*** Materials provided ***
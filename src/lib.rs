//! # archmem-core
//!
//! An embedded knowledge-graph store for architectural decision memory.
//!
//! ## Core Components
//!
//! - **Entity**: Versioned records of a closed set of kinds (decisions,
//!   deployment assessments, code components, ...)
//! - **Graph**: Typed, weighted relationships and bounded traversal
//! - **Query**: Filtering, stable sorting, pagination and aggregation
//! - **Inference**: Automatic relationship proposals and conflict detection
//! - **Intelligence**: Advisory activity patterns and knowledge gaps
//! - **Persistence**: Atomic JSON snapshots with a pluggable flush trigger
//!
//! ## Example
//!
//! ```rust,ignore
//! use archmem_core::{
//!     DecisionStatus, EntityInput, EntityPayload, KnowledgeStore, StoreConfig,
//! };
//!
//! let store = KnowledgeStore::open(StoreConfig::persistent("./.archmem"))?;
//! let decision = store.upsert_entity(
//!     EntityInput::new(
//!         EntityPayload::decision(DecisionStatus::Accepted, "Adopt event sourcing"),
//!         "Order history model",
//!     )
//!     .with_stack(["kafka", "postgres"]),
//! )?;
//!
//! let report = store.create_cross_tool_relationships()?;
//! for conflict in &report.conflicts {
//!     println!("{}: {}", conflict.severity, conflict.description);
//! }
//! store.force_persist()?;
//! ```

pub mod entity;
pub mod error;
pub mod graph;
pub mod inference;
pub mod intelligence;
pub mod persistence;
pub mod query;
pub mod store;

// Re-exports for convenience
pub use entity::{
    AssessmentPayload, DecisionStatus, Entity, EntityContext, EntityId, EntityInput, EntityKind,
    EntityPayload, Transformation, Validation,
};
pub use error::{Error, Result};
pub use graph::{
    RelatedEntities, Relationship, RelationshipId, RelationshipInput, RelationshipType,
};
pub use inference::{
    Conflict, ConflictConfig, ConflictSeverity, CrossToolReport, InferenceConfig,
    SuggestedRelationship,
};
pub use intelligence::{IntelligenceSnapshot, KnowledgeGap};
pub use persistence::{FlushPolicy, FlushTrigger, PersistenceConfig};
pub use query::{EntityQuery, QueryResult, SortKey, SortOrder};
pub use store::{KnowledgeStore, StoreConfig, StoreStats};
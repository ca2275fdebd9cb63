//! Core entity types.
//!
//! An [`Entity`] is a versioned record of one of the closed [`EntityKind`]
//! variants. The kind is carried by the payload variant, so it cannot drift
//! from the payload shape.

use chrono::{DateTime, Utc};
use serde::{Deserialize, Serialize};
use std::collections::BTreeSet;
use uuid::Uuid;

use super::payload::EntityPayload;

/// Maximum number of access contexts retained per entity.
pub const MAX_ACCESS_CONTEXTS: usize = 50;

/// Unique identifier for an entity.
#[derive(Debug, Clone, Copy, PartialEq, Eq, Hash, PartialOrd, Ord, Serialize, Deserialize)]
#[serde(transparent)]
pub struct EntityId(pub Uuid);

impl EntityId {
    /// Generate a new random entity ID.
    pub fn new() -> Self {
        Self(Uuid::new_v4())
    }

    /// Create from a UUID.
    pub fn from_uuid(uuid: Uuid) -> Self {
        Self(uuid)
    }

    /// Parse from string.
    pub fn parse(s: &str) -> Result<Self, uuid::Error> {
        Ok(Self(Uuid::parse_str(s)?))
    }
}

impl Default for EntityId {
    fn default() -> Self {
        Self::new()
    }
}

impl std::fmt::Display for EntityId {
    fn fmt(&self, f: &mut std::fmt::Formatter<'_>) -> std::fmt::Result {
        write!(f, "{}", self.0)
    }
}

/// The closed set of entity kinds.
#[derive(Debug, Clone, Copy, PartialEq, Eq, Hash, PartialOrd, Ord, Serialize, Deserialize)]
#[serde(rename_all = "snake_case")]
pub enum EntityKind {
    /// A recorded architectural decision (ADR).
    ArchitecturalDecision,
    /// Readiness assessment of a deployment target.
    DeploymentAssessment,
    /// A unit of source code.
    CodeComponent,
    /// Free-form documentation or research output.
    KnowledgeArtifact,
    /// A debugging session with symptoms and resolution.
    TroubleshootingSession,
    /// Captured configuration of an environment.
    EnvironmentSnapshot,
    /// A recurring security concern and its mitigations.
    SecurityPattern,
    /// A recurring failure signature and its remediation.
    FailurePattern,
}

impl EntityKind {
    /// All kinds, in declaration order.
    pub const ALL: [EntityKind; 8] = [
        Self::ArchitecturalDecision,
        Self::DeploymentAssessment,
        Self::CodeComponent,
        Self::KnowledgeArtifact,
        Self::TroubleshootingSession,
        Self::EnvironmentSnapshot,
        Self::SecurityPattern,
        Self::FailurePattern,
    ];

    /// Snake-case name, as used on disk and in pattern keys.
    pub fn as_str(&self) -> &'static str {
        match self {
            Self::ArchitecturalDecision => "architectural_decision",
            Self::DeploymentAssessment => "deployment_assessment",
            Self::CodeComponent => "code_component",
            Self::KnowledgeArtifact => "knowledge_artifact",
            Self::TroubleshootingSession => "troubleshooting_session",
            Self::EnvironmentSnapshot => "environment_snapshot",
            Self::SecurityPattern => "security_pattern",
            Self::FailurePattern => "failure_pattern",
        }
    }

    /// Whether this kind records an event that happens *in* an environment.
    pub fn is_environment_event(&self) -> bool {
        matches!(
            self,
            Self::TroubleshootingSession | Self::DeploymentAssessment | Self::FailurePattern
        )
    }
}

impl std::fmt::Display for EntityKind {
    fn fmt(&self, f: &mut std::fmt::Formatter<'_>) -> std::fmt::Result {
        f.write_str(self.as_str())
    }
}

/// Technical and organizational context used for similarity scoring.
#[derive(Debug, Clone, Default, PartialEq, Eq, Serialize, Deserialize)]
#[serde(rename_all = "camelCase", default)]
pub struct EntityContext {
    pub technical_stack: Vec<String>,
    pub business_domain: Option<String>,
    pub environmental_factors: Vec<String>,
    pub stakeholders: Vec<String>,
}

impl EntityContext {
    /// Context with only a technical stack.
    pub fn with_stack<I, S>(stack: I) -> Self
    where
        I: IntoIterator<Item = S>,
        S: Into<String>,
    {
        Self {
            technical_stack: stack.into_iter().map(Into::into).collect(),
            ..Default::default()
        }
    }

    /// Normalized (trimmed, lower-cased, non-empty) stack tokens.
    pub fn stack_tokens(&self) -> BTreeSet<String> {
        self.technical_stack
            .iter()
            .map(|t| t.trim().to_lowercase())
            .filter(|t| !t.is_empty())
            .collect()
    }
}

/// How often and in which contexts an entity has been read.
#[derive(Debug, Clone, Default, PartialEq, Serialize, Deserialize)]
#[serde(rename_all = "camelCase", default)]
pub struct AccessPattern {
    pub access_count: u64,
    pub last_accessed: Option<DateTime<Utc>>,
    pub access_contexts: Vec<String>,
}

impl AccessPattern {
    /// Record one access, keeping only the most recent contexts.
    pub fn record(&mut self, context: Option<&str>, at: DateTime<Utc>) {
        self.access_count += 1;
        self.last_accessed = Some(at);
        if let Some(ctx) = context.filter(|c| !c.trim().is_empty()) {
            self.access_contexts.push(ctx.to_string());
            if self.access_contexts.len() > MAX_ACCESS_CONTEXTS {
                let excess = self.access_contexts.len() - MAX_ACCESS_CONTEXTS;
                self.access_contexts.drain(..excess);
            }
        }
    }
}

/// Where an entity came from.
#[derive(Debug, Clone, Copy, Default, PartialEq, Eq, Serialize, Deserialize)]
#[serde(rename_all = "snake_case")]
pub enum Origin {
    #[default]
    Created,
    Imported,
}

/// One entry of the append-only transformation log.
#[derive(Debug, Clone, PartialEq, Serialize, Deserialize)]
#[serde(rename_all = "camelCase")]
pub struct Transformation {
    pub timestamp: DateTime<Utc>,
    #[serde(rename = "type")]
    pub transformation_type: String,
    pub description: String,
    pub agent: String,
}

impl Transformation {
    pub fn new(
        timestamp: DateTime<Utc>,
        transformation_type: impl Into<String>,
        description: impl Into<String>,
        agent: impl Into<String>,
    ) -> Self {
        Self {
            timestamp,
            transformation_type: transformation_type.into(),
            description: description.into(),
            agent: agent.into(),
        }
    }
}

/// Provenance and history of an entity.
#[derive(Debug, Clone, Default, PartialEq, Serialize, Deserialize)]
#[serde(rename_all = "camelCase", default)]
pub struct Evolution {
    pub origin: Origin,
    pub transformations: Vec<Transformation>,
}

/// Verification state of an entity.
#[derive(Debug, Clone, Default, PartialEq, Eq, Serialize, Deserialize)]
#[serde(rename_all = "camelCase", default)]
pub struct Validation {
    pub is_verified: bool,
    pub verification_method: Option<String>,
    pub verification_timestamp: Option<DateTime<Utc>>,
    pub conflict_resolution: Option<String>,
}

/// A stored, versioned memory entity.
#[derive(Debug, Clone, PartialEq, Serialize, Deserialize)]
#[serde(rename_all = "camelCase")]
pub struct Entity {
    pub id: EntityId,
    pub title: String,
    pub description: String,
    pub confidence: f64,
    pub relevance: f64,
    pub tags: Vec<String>,
    pub created: DateTime<Utc>,
    pub last_modified: DateTime<Utc>,
    pub version: u64,
    #[serde(default)]
    pub context: EntityContext,
    #[serde(default)]
    pub access_pattern: AccessPattern,
    #[serde(default)]
    pub evolution: Evolution,
    #[serde(default)]
    pub validation: Validation,
    pub payload: EntityPayload,
}

impl Entity {
    /// The entity's kind, derived from its payload.
    pub fn kind(&self) -> EntityKind {
        self.payload.kind()
    }

    /// Whether the entity carries the given tag.
    pub fn has_tag(&self, tag: &str) -> bool {
        self.tags.iter().any(|t| t == tag)
    }

    /// Whether the caller-visible content of two records is identical.
    ///
    /// Bookkeeping fields (timestamps, version, access pattern, history) are
    /// excluded.
    pub fn same_content(&self, other: &Entity) -> bool {
        self.title == other.title
            && self.description == other.description
            && self.confidence == other.confidence
            && self.relevance == other.relevance
            && self.tags == other.tags
            && self.context == other.context
            && self.validation == other.validation
            && self.payload == other.payload
    }

    /// Most recent point at which this entity was touched.
    pub fn last_touched(&self) -> DateTime<Utc> {
        match self.access_pattern.last_accessed {
            Some(at) if at > self.last_modified => at,
            _ => self.last_modified,
        }
    }
}

#[cfg(test)]
mod tests {
    use super::*;

    #[test]
    fn test_kind_names_match_serde() {
        for kind in EntityKind::ALL {
            let json = serde_json::to_string(&kind).unwrap();
            assert_eq!(json, format!("\"{}\"", kind.as_str()));
        }
    }

    #[test]
    fn test_stack_tokens_normalized() {
        let ctx = EntityContext::with_stack(["Node", " postgres ", "", "node"]);
        let tokens: Vec<_> = ctx.stack_tokens().into_iter().collect();
        assert_eq!(tokens, vec!["node".to_string(), "postgres".to_string()]);
    }

    #[test]
    fn test_access_pattern_bounded() {
        let mut pattern = AccessPattern::default();
        let now = Utc::now();
        for i in 0..(MAX_ACCESS_CONTEXTS + 5) {
            pattern.record(Some(&format!("ctx-{}", i)), now);
        }
        pattern.record(None, now);

        assert_eq!(pattern.access_count as usize, MAX_ACCESS_CONTEXTS + 6);
        assert_eq!(pattern.access_contexts.len(), MAX_ACCESS_CONTEXTS);
        assert_eq!(pattern.access_contexts[0], "ctx-5");
    }

    #[test]
    fn test_entity_id_roundtrip() {
        let id = EntityId::new();
        let parsed = EntityId::parse(&id.to_string()).unwrap();
        assert_eq!(id, parsed);
    }
}
//! Detection of semantically contradictory entity pairs.
//!
//! Conflicts are advisory: the detector reads a snapshot and never mutates
//! entities or relationships.

use serde::{Deserialize, Serialize};

use super::rules::stack_overlap;
use super::ConflictConfig;
use crate::entity::{DecisionStatus, Entity, EntityId, EntityKind};
use crate::graph::RelationshipGraph;

/// How urgently a conflict needs attention.
#[derive(Debug, Clone, Copy, PartialEq, Eq, Hash, PartialOrd, Ord, Serialize, Deserialize)]
#[serde(rename_all = "snake_case")]
pub enum ConflictSeverity {
    Low,
    Medium,
    High,
}

impl std::fmt::Display for ConflictSeverity {
    fn fmt(&self, f: &mut std::fmt::Formatter<'_>) -> std::fmt::Result {
        match self {
            Self::Low => write!(f, "low"),
            Self::Medium => write!(f, "medium"),
            Self::High => write!(f, "high"),
        }
    }
}

/// A detected contradiction between entities.
#[derive(Debug, Clone, PartialEq, Serialize, Deserialize)]
#[serde(rename_all = "camelCase")]
pub struct Conflict {
    pub entity_ids: Vec<EntityId>,
    pub severity: ConflictSeverity,
    pub description: String,
    pub recommendation: String,
}

impl Conflict {
    pub fn involves(&self, id: &EntityId) -> bool {
        self.entity_ids.contains(id)
    }
}

/// Pairs accepted decisions with deployment assessments and grades readiness.
pub struct ConflictDetector<'a> {
    config: &'a ConflictConfig,
}

impl<'a> ConflictDetector<'a> {
    pub fn new(config: &'a ConflictConfig) -> Self {
        Self { config }
    }

    /// Scan a snapshot for conflicts, most severe first.
    pub fn detect<'e>(
        &self,
        entities: impl IntoIterator<Item = &'e Entity>,
        graph: &RelationshipGraph,
    ) -> Vec<Conflict> {
        let mut decisions = Vec::new();
        let mut assessments = Vec::new();
        for entity in entities {
            match entity.kind() {
                EntityKind::ArchitecturalDecision => decisions.push(entity),
                EntityKind::DeploymentAssessment => assessments.push(entity),
                _ => {}
            }
        }

        let mut conflicts = Vec::new();
        for decision in &decisions {
            let accepted = decision
                .payload
                .as_decision()
                .map(|d| d.status == DecisionStatus::Accepted)
                .unwrap_or(false);
            if !accepted {
                continue;
            }
            for assessment in &assessments {
                if !paired(decision, assessment, graph) {
                    continue;
                }
                if let Some(conflict) = self.grade(decision, assessment) {
                    conflicts.push(conflict);
                }
            }
        }

        conflicts.sort_by(|a, b| {
            b.severity
                .cmp(&a.severity)
                .then_with(|| a.entity_ids.cmp(&b.entity_ids))
        });
        conflicts
    }

    fn grade(&self, decision: &Entity, assessment: &Entity) -> Option<Conflict> {
        let payload = assessment.payload.as_assessment()?;
        let readiness = payload.readiness_score;

        let severity = if readiness < self.config.high_readiness_threshold {
            ConflictSeverity::High
        } else if readiness < self.config.medium_readiness_threshold {
            ConflictSeverity::Medium
        } else if self.config.flag_blocking_issues && !payload.blocking_issues.is_empty() {
            ConflictSeverity::Low
        } else {
            return None;
        };

        let description = match severity {
            ConflictSeverity::Low => format!(
                "Deployment assessment '{}' for {} lists {} blocking issue(s) against accepted decision '{}'",
                assessment.title,
                payload.environment,
                payload.blocking_issues.len(),
                decision.title
            ),
            _ => format!(
                "Accepted decision '{}' conflicts with deployment assessment '{}' for {} (readiness {:.2})",
                decision.title, assessment.title, payload.environment, readiness
            ),
        };

        let recommendation = match severity {
            ConflictSeverity::High => format!(
                "Block deployment to {} until readiness improves, or revisit decision '{}'",
                payload.environment, decision.title
            ),
            ConflictSeverity::Medium => format!(
                "Review readiness gaps in {} before relying on decision '{}'",
                payload.environment, decision.title
            ),
            ConflictSeverity::Low => format!(
                "Resolve blocking issues: {}",
                payload.blocking_issues.join("; ")
            ),
        };

        Some(Conflict {
            entity_ids: vec![decision.id, assessment.id],
            severity,
            description,
            recommendation,
        })
    }
}

fn paired(decision: &Entity, assessment: &Entity, graph: &RelationshipGraph) -> bool {
    let shares_stack = stack_overlap(decision, assessment)
        .map(|(_, shared)| !shared.is_empty())
        .unwrap_or(false);
    shares_stack || graph.connected(&decision.id, &assessment.id)
}

#[cfg(test)]
mod tests {
    use super::*;
    use crate::entity::validate::build_entity;
    use crate::entity::{AssessmentPayload, EntityInput, EntityPayload};
    use crate::graph::{RelationshipInput, RelationshipType};
    use chrono::Utc;

    fn decision(status: DecisionStatus, stack: &[&str]) -> Entity {
        build_entity(
            EntityInput::new(EntityPayload::decision(status, "Use Postgres"), "DB choice")
                .with_stack(stack.iter().copied()),
            EntityId::new(),
            Utc::now(),
        )
        .unwrap()
    }

    fn assessment(readiness: f64, stack: &[&str], blocking: &[&str]) -> Entity {
        let payload = EntityPayload::DeploymentAssessment(AssessmentPayload {
            environment: "production".into(),
            readiness_score: readiness,
            blocking_issues: blocking.iter().map(|s| s.to_string()).collect(),
        });
        build_entity(
            EntityInput::new(payload, "Prod rollout").with_stack(stack.iter().copied()),
            EntityId::new(),
            Utc::now(),
        )
        .unwrap()
    }

    #[test]
    fn test_severity_tiers() {
        let config = ConflictConfig::default();
        let detector = ConflictDetector::new(&config);
        let graph = RelationshipGraph::new();
        let d = decision(DecisionStatus::Accepted, &["node", "postgres"]);

        let high = assessment(0.3, &["node", "postgres"], &[]);
        let medium = assessment(0.6, &["postgres"], &[]);
        let ready = assessment(0.9, &["node"], &[]);
        let blocked = assessment(0.9, &["node"], &["missing TLS cert"]);

        let conflicts = detector.detect([&d, &high, &medium, &ready, &blocked], &graph);
        assert_eq!(conflicts.len(), 3);
        assert_eq!(conflicts[0].severity, ConflictSeverity::High);
        assert!(conflicts[0].involves(&d.id) && conflicts[0].involves(&high.id));
        assert_eq!(conflicts[1].severity, ConflictSeverity::Medium);
        assert_eq!(conflicts[2].severity, ConflictSeverity::Low);
        assert!(conflicts[2].recommendation.contains("missing TLS cert"));
    }

    #[test]
    fn test_only_accepted_decisions() {
        let config = ConflictConfig::default();
        let d = decision(DecisionStatus::Proposed, &["postgres"]);
        let a = assessment(0.1, &["postgres"], &[]);
        let conflicts = ConflictDetector::new(&config).detect([&d, &a], &RelationshipGraph::new());
        assert!(conflicts.is_empty());
    }

    #[test]
    fn test_pairing_requires_stack_or_edge() {
        let config = ConflictConfig::default();
        let d = decision(DecisionStatus::Accepted, &["postgres"]);
        let a = assessment(0.1, &["go"], &[]);

        let mut graph = RelationshipGraph::new();
        assert!(ConflictDetector::new(&config).detect([&d, &a], &graph).is_empty());

        graph
            .upsert(
                RelationshipInput::new(a.id, d.id, RelationshipType::CompliesWith),
                Utc::now(),
            )
            .unwrap();
        let conflicts = ConflictDetector::new(&config).detect([&d, &a], &graph);
        assert_eq!(conflicts.len(), 1);
        assert_eq!(conflicts[0].severity, ConflictSeverity::High);
    }
}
*** End of Materials provided ***
- Instructions to follow: What you output must match the lines from the beginning of the material through the line with "pub mod store;" exactly, both ends included.

- Solution to this problem:
filename src/lib.rs
//! # archmem-core
//!
//! An embedded knowledge-graph store for architectural decision memory.
//!
//! ## Core Components
//!
//! - **Entity**: Versioned records of a closed set of kinds (decisions,
//!   deployment assessments, code components, ...)
//! - **Graph**: Typed, weighted relationships and bounded traversal
//! - **Query**: Filtering, stable sorting, pagination and aggregation
//! - **Inference**: Automatic relationship proposals and conflict detection
//! - **Intelligence**: Advisory activity patterns and knowledge gaps
//! - **Persistence**: Atomic JSON snapshots with a pluggable flush trigger
//!
//! ## Example
//!
//! ```rust,ignore
//! use archmem_core::{
//!     DecisionStatus, EntityInput, EntityPayload, KnowledgeStore, StoreConfig,
//! };
//!
//! let store = KnowledgeStore::open(StoreConfig::persistent("./.archmem"))?;
//! let decision = store.upsert_entity(
//!     EntityInput::new(
//!         EntityPayload::decision(DecisionStatus::Accepted, "Adopt event sourcing"),
//!         "Order history model",
//!     )
//!     .with_stack(["kafka", "postgres"]),
//! )?;
//!
//! let report = store.create_cross_tool_relationships()?;
//! for conflict in &report.conflicts {
//!     println!("{}: {}", conflict.severity, conflict.description);
//! }
//! store.force_persist()?;
//! ```

pub mod entity;
pub mod error;
pub mod graph;
pub mod inference;
pub mod intelligence;
pub mod persistence;
pub mod query;
pub mod store;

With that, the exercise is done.